Student–to–student learning is an essential component of the transformative process.

 

Exercise 2.3

Artist as a guest in class.

I bring artists into class so students have the opportunity to meet them, engage with their art, ask them questions, and grow from the feedback they can offer. The following is a reflection on two artists I have brought into my classroom in the past, videographer Beth Anderson and visual artist Celeste Nelms.

Videographer Beth Anderson, from the University of Minnesota’s Institute on the Environment, spoke on how she produced her 2-4 minute videos, and also gave feedback on a student digital story from a previous seminar so students could see what she, a videographer, noticed both in terms of technique and story line.

The students had already begun the process of weaving interview clips in with still shots, music, and text, so they were all ears to what Beth had to say. Of the many insights she provided, the one I highlight here is for students to consider the audio version of their digital stories as separate from the visual shots, so that someone who was only listening to the audio could follow the story line. Beth creates transcripts of her videos and chooses her interviews so that they satisfy the core components of her story; as a writer, this kind of revision of text in order to move the story along makes good sense.

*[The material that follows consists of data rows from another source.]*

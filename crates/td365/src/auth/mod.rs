pub mod credentials;
pub mod token;

use std::path::Path;

use chrono::{Duration, Utc};
use reqwest::StatusCode;
use serde_json::{json, Value};
use tracing::info;
use url::Url;

use crate::common::consts;
use crate::error::{Result, TdError};
use crate::http::base_client::HostClient;

pub use credentials::Credential;
pub use token::AuthToken;

const TOKEN_CACHE: &str = "auth_token.json";

#[derive(Debug, Clone, Copy, PartialEq, Eq)]
pub enum AccountType {
    Demo,
    Prod,
    OneClick,
}

/// Where to find the platform once authenticated: the landing page plus the
/// site, API and socket hosts for the selected account.
#[derive(Debug, Clone)]
pub struct WebDetail {
    pub platform_url: Url,
    pub account_type: AccountType,
    pub site_host: Url,
    pub api_host: Url,
    pub sock_host: Url,
}

/// Anonymous one-click demo: fixed landing page, demo hosts, no portal round
/// trip.
pub fn authenticate_one_click() -> Result<WebDetail> {
    Ok(WebDetail {
        platform_url: Url::parse(consts::ONE_CLICK_DEMO_URL)?,
        account_type: AccountType::OneClick,
        site_host: Url::parse(consts::DEMO_SITE_HOST)?,
        api_host: Url::parse(consts::DEMO_API_HOST)?,
        sock_host: Url::parse(consts::DEMO_SOCK_HOST)?,
    })
}

/// Password-grant login: cached Auth0 token, portal account selection,
/// platform launch URL resolution.
pub async fn authenticate(credential: &Credential) -> Result<WebDetail> {
    let token = match AuthToken::load(Path::new(TOKEN_CACHE)) {
        Some(token) if !token.expired() => token,
        _ => {
            let token = login(credential).await?;
            token.save(Path::new(TOKEN_CACHE))?;
            token
        }
    };

    let portal = HostClient::new(consts::PORTAL_API_HOST)?;
    portal.set_default_header("Authorization", &format!("Bearer {}", token.access_token));

    let account = select_account(&portal, &credential.account_id).await?;
    let account_type = if account["accountType"] == "DEMO" {
        AccountType::Demo
    } else {
        AccountType::Prod
    };

    let link = account["button"]["linkTo"]
        .as_str()
        .ok_or_else(|| TdError::Extract { what: "button.linkTo", context: account.to_string() })?;
    let link = Url::parse(link)?;
    let platform_url = fetch_platform_url(&portal, &link).await?;
    info!("platform launch url resolved, account type {account_type:?}");

    let (site, api, sock) = match account_type {
        AccountType::Demo | AccountType::OneClick => {
            (consts::DEMO_SITE_HOST, consts::DEMO_API_HOST, consts::DEMO_SOCK_HOST)
        }
        AccountType::Prod => {
            (consts::PROD_SITE_HOST, consts::PROD_API_HOST, consts::PROD_SOCK_HOST)
        }
    };

    Ok(WebDetail {
        platform_url,
        account_type,
        site_host: Url::parse(site)?,
        api_host: Url::parse(api)?,
        sock_host: Url::parse(sock)?,
    })
}

/// Exchange portal credentials for an Auth0 token pair.
async fn login(credential: &Credential) -> Result<AuthToken> {
    let client = HostClient::new(consts::OAUTH_TOKEN_HOST)?;
    let body = json!({
        "realm": consts::AUTH0_REALM,
        "client_id": consts::AUTH0_CLIENT_ID,
        "scope": "openid",
        "grant_type": consts::AUTH0_GRANT_TYPE,
        "username": credential.username,
        "password": credential.password,
    });
    let response = client.post("/oauth/token", Some(body.to_string())).await?;
    if response.status != StatusCode::OK {
        return Err(TdError::Auth(format!("login failed with status {}", response.status)));
    }

    let payload: Value = response.json()?;
    let access_token = required_str(&payload, "access_token")?;
    let id_token = required_str(&payload, "id_token")?;
    let expires_in = payload["expires_in"]
        .as_i64()
        .ok_or_else(|| TdError::Extract { what: "expires_in", context: "oauth response".into() })?;

    Ok(AuthToken {
        access_token,
        id_token,
        expiry_time: Utc::now() + Duration::seconds(expires_in),
    })
}

async fn select_account(portal: &HostClient, account_id: &str) -> Result<Value> {
    let response = portal.get("/TD365/user/accounts/").await?;
    if response.status != StatusCode::OK {
        return Err(TdError::Auth(format!(
            "account listing failed with status {}",
            response.status
        )));
    }
    let payload: Value = response.json()?;
    if let Some(results) = payload["results"].as_array() {
        for account in results {
            if account["account"] == account_id {
                return Ok(account.clone());
            }
        }
    }
    Err(TdError::Auth(format!("account not found: {account_id}")))
}

/// The portal's launch link answers with `{"url": ...}`, the actual landing
/// page.
async fn fetch_platform_url(portal: &HostClient, link: &Url) -> Result<Url> {
    let target = match link.query() {
        Some(query) => format!("{}?{query}", link.path()),
        None => link.path().to_string(),
    };
    let response = portal.get(&target).await?;
    if response.status != StatusCode::OK {
        return Err(TdError::Auth(format!(
            "GET {target} failed with status {}",
            response.status
        )));
    }
    let payload: Value = response.json()?;
    let url = required_str(&payload, "url")?;
    Ok(Url::parse(&url)?)
}

fn required_str(value: &Value, key: &'static str) -> Result<String> {
    value[key]
        .as_str()
        .map(str::to_string)
        .ok_or_else(|| TdError::Extract { what: key, context: "response body".into() })
}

Visual artist Celeste Nelms presented on her sepia photographs involving water. Nelms’ art does not elicit a simple response nor does it yield all in one viewing. Her work is poignant, funny, and harkens from a place that stirs conflicting thoughts and feelings including nostalgia, agitation, and longing; the students were fascinated. I wanted students to struggle at levels where they would have to work hard to find words for, and then give them the space to write a reflection on their evolving responses to Nelm’s work and to connect their insights to what they’d discovered about their topic and the creation of their digital story. I also wanted to create a place where they could laugh when art was funny, and to reflect on their own repulsion or shock as arrows into cultural norms they were brought up with. Nelms is not an eco-artist, yet her work confronts viewers with what they choose to value and abandon. So few of the students had had the opportunity to talk with a working artist and they were shocked at how much work went into creating art. A kind of initiation or dawning emerged in their reflections on Nelm’s visit. Art, like science, is exacting, has tenets and rigors, all while being a creative mysterious process.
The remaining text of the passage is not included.